His art’s inventiveness has established him as one of the continent’s most exceptional artists. He has shown his work to art enthusiasts and curators in Japan, Italy, and the United Kingdom.
No matter how long his career takes him away from home, nostalgic feelings always lead him back. His career began in 1970, when he was assigned to supervise the craft shop at Uganda’s pavilion at the International Expo in Osaka; he later discovered his distinct style of art while teaching in London, according to his article.
He noticed a paper bead while searching through the art trash after class one night, which launched his obsession with recycling paper into his own beads. He carried the bead home to study it and make use of the gift that had captivated him.
Sanaa has not stopped making paper beads since then; his trade has prospered mostly due to the global availability of paper. He makes use of recycled paper, which is abundant in Uganda. When he came across propaganda periodicals that were not only colorful but also glossy, it was a watershed moment in his career. It inspired him to inject sophistication and glitz into the beads he created.
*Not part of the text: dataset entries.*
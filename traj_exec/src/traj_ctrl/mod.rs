//! # Trajectory control module
//!
//! Trajectory control is responsible for keeping the robot on the reference
//! trajectory. On every tick it is given the robot's current pose and the
//! reference state for that tick, and produces a field-relative chassis
//! velocity demand made of two parts:
//!
//! - a feedforward term, the reference velocity along the reference heading,
//! - a feedback term from a pair of independent controllers acting on the X
//!   and Y position errors.
//!
//! No rotation rate is commanded by default: trajectories are translation
//! only and the heading is held. Heading tracking can be switched on through
//! [`HeadingCtrl`].
//!
//! Alongside the command the controller keeps [`ControllerDiagnostics`], the
//! worst tracking error and largest feedback corrections seen so far.

// ---------------------------------------------------------------------------
// MODULES
// ---------------------------------------------------------------------------

pub mod controllers;
pub mod diagnostics;
pub mod params;
pub mod state;

// ---------------------------------------------------------------------------
// IMPORTS
// ---------------------------------------------------------------------------

// Internal
pub use controllers::*;
pub use diagnostics::*;
pub use params::{HeadingCtrl, Params};
pub use state::*;
//! Host platform utility functions

use std::env;
use std::path::PathBuf;

/// Name of the environment variable pointing at the software root directory.
pub const SW_ROOT_ENV_VAR: &str = "SWERVE_SW_ROOT";

/// Get the software root directory.
///
/// The root is read from the `SWERVE_SW_ROOT` environment variable. Parameter
/// files live in `<root>/params` and sessions are created under the root.
pub fn get_sw_root() -> Result<PathBuf, env::VarError> {
    env::var(SW_ROOT_ENV_VAR).map(PathBuf::from)
}
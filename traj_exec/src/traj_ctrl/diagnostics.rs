//! Worst-case tracking diagnostics

// ---------------------------------------------------------------------------
// IMPORTS
// ---------------------------------------------------------------------------

// External
use serde::Serialize;

// Internal
use crate::geom::{Pose, Translation};

// ---------------------------------------------------------------------------
// DATA STRUCTURES
// ---------------------------------------------------------------------------

/// The worst tracking performance seen by a controller.
///
/// Every field is a maximum-so-far which is only replaced by a strictly
/// greater value, so on ties the first occurrence is kept. The three maxima
/// are tracked independently and need not come from the same tick.
#[derive(Debug, Copy, Clone, PartialEq, Default, Serialize)]
pub struct ControllerDiagnostics {
    /// Largest distance between the reference and current positions.
    ///
    /// Units: meters
    pub max_position_error_m: f64,

    /// The current pose at the tick `max_position_error_m` was recorded.
    pub pose_at_max_error: Pose,

    /// The X feedback demand with the largest magnitude, sign kept.
    ///
    /// Units: meters/second
    pub max_fb_x_ms: f64,

    /// The Y feedback demand with the largest magnitude, sign kept.
    ///
    /// Units: meters/second
    pub max_fb_y_ms: f64,
}

// ---------------------------------------------------------------------------
// IMPLEMENTATIONS
// ---------------------------------------------------------------------------

impl ControllerDiagnostics {
    /// Fold one tick into the diagnostics.
    pub fn update(
        &mut self,
        reference: &Translation,
        current_pose: &Pose,
        fb_x_ms: f64,
        fb_y_ms: f64,
    ) {
        let error_m = reference.distance(&current_pose.translation);
        if error_m > self.max_position_error_m {
            self.max_position_error_m = error_m;
            self.pose_at_max_error = *current_pose;
        }

        if fb_x_ms.abs() > self.max_fb_x_ms.abs() {
            self.max_fb_x_ms = fb_x_ms;
        }

        if fb_y_ms.abs() > self.max_fb_y_ms.abs() {
            self.max_fb_y_ms = fb_y_ms;
        }
    }
}
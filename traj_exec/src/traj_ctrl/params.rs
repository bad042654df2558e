//! Trajectory control parameters

// ---------------------------------------------------------------------------
// IMPORTS
// ---------------------------------------------------------------------------

// External
use serde::Deserialize;

// Internal
use super::PidController;

// ---------------------------------------------------------------------------
// DATA STRUCTURES
// ---------------------------------------------------------------------------

/// Parameters for trajectory control
#[derive(Deserialize, Debug, Clone)]
pub struct Params {
    /// X position controller proportional gain
    pub x_k_p: f64,

    /// X position controller integral gain
    #[serde(default)]
    pub x_k_i: f64,

    /// X position controller derivative gain
    #[serde(default)]
    pub x_k_d: f64,

    /// Y position controller proportional gain
    pub y_k_p: f64,

    /// Y position controller integral gain
    #[serde(default)]
    pub y_k_i: f64,

    /// Y position controller derivative gain
    #[serde(default)]
    pub y_k_d: f64,

    /// Symmetric limit on each axis' feedback demand, if any.
    ///
    /// Units: meters/second
    #[serde(default)]
    pub max_fb_dem_ms: Option<f64>,

    /// Heading control mode
    #[serde(default)]
    pub heading_ctrl: HeadingCtrl,
}

// ---------------------------------------------------------------------------
// ENUMERATIONS
// ---------------------------------------------------------------------------

/// How the controller commands the chassis rotation rate.
#[derive(Deserialize, Debug, Clone, Copy, PartialEq)]
#[serde(tag = "mode")]
pub enum HeadingCtrl {
    /// No rotation rate is ever commanded.
    Hold,

    /// Proportional control of the heading towards the reference heading.
    Track { k_p: f64 },
}

// ---------------------------------------------------------------------------
// IMPLEMENTATIONS
// ---------------------------------------------------------------------------

impl Default for HeadingCtrl {
    fn default() -> Self {
        HeadingCtrl::Hold
    }
}

impl Params {
    /// Build the X axis controller described by these parameters.
    pub fn x_controller(&self) -> PidController {
        self.limit(PidController::new(self.x_k_p, self.x_k_i, self.x_k_d))
    }

    /// Build the Y axis controller described by these parameters.
    pub fn y_controller(&self) -> PidController {
        self.limit(PidController::new(self.y_k_p, self.y_k_i, self.y_k_d))
    }

    fn limit(&self, pid: PidController) -> PidController {
        match self.max_fb_dem_ms {
            Some(l) => pid.with_output_limits(-l.abs(), l.abs()),
            None => pid,
        }
    }
}

#[cfg(test)]
mod test {
    use super::*;

    #[test]
    fn test_minimal_params() {
        let params: Params = util::params::from_str("x_k_p = 10.0\ny_k_p = 10.0\n").unwrap();

        assert_eq!(params.x_k_i, 0.0);
        assert_eq!(params.y_k_d, 0.0);
        assert!(params.max_fb_dem_ms.is_none());
        assert_eq!(params.heading_ctrl, HeadingCtrl::Hold);
    }

    #[test]
    fn test_heading_track() {
        let params: Params = util::params::from_str(
            r#"
            x_k_p = 1.0
            y_k_p = 2.0
            max_fb_dem_ms = 0.5

            [heading_ctrl]
            mode = "Track"
            k_p = 3.0
            "#,
        )
        .unwrap();

        assert_eq!(params.heading_ctrl, HeadingCtrl::Track { k_p: 3.0 });
        assert_eq!(params.max_fb_dem_ms, Some(0.5));
    }
}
Paper waste is a problem that many countries face around the world, including Uganda. Books, pamphlets, political posters, and calendars, according to the Bead King, are readily available raw materials for him. He recounts how Obama’s 2008 presidential campaign press materials fueled the manufacture of his beads. According to us, he turned it into a gigantic tapestry called CHANGE, which was displayed at the Museum of Art and Design in New York.
Saana’s paper beads have surely become a national cottage industry in Uganda, allowing women to supplement their income. Several Ugandans work with recycled paper to create wall hangings, art, and home décor. Beads are thought to provide an additional source of income for an estimated 50,000 Ugandans.
Saana was born in 1950, during the period of British colonization of Uganda. At the age of 21, he built his first gallery near the city’s historic harbor; his first visitors were men, women, and children from the neighborhood. He was captivated by the children’s smiles while wearing his beads. He makes cloth from tree bark in addition to recycled beads. Saana, now in his eighties, still enjoys crafting paper beads.
His efforts were essential in uniting Africans against colonialism across the continent. He has taken part in numerous shows and is well-known for his work.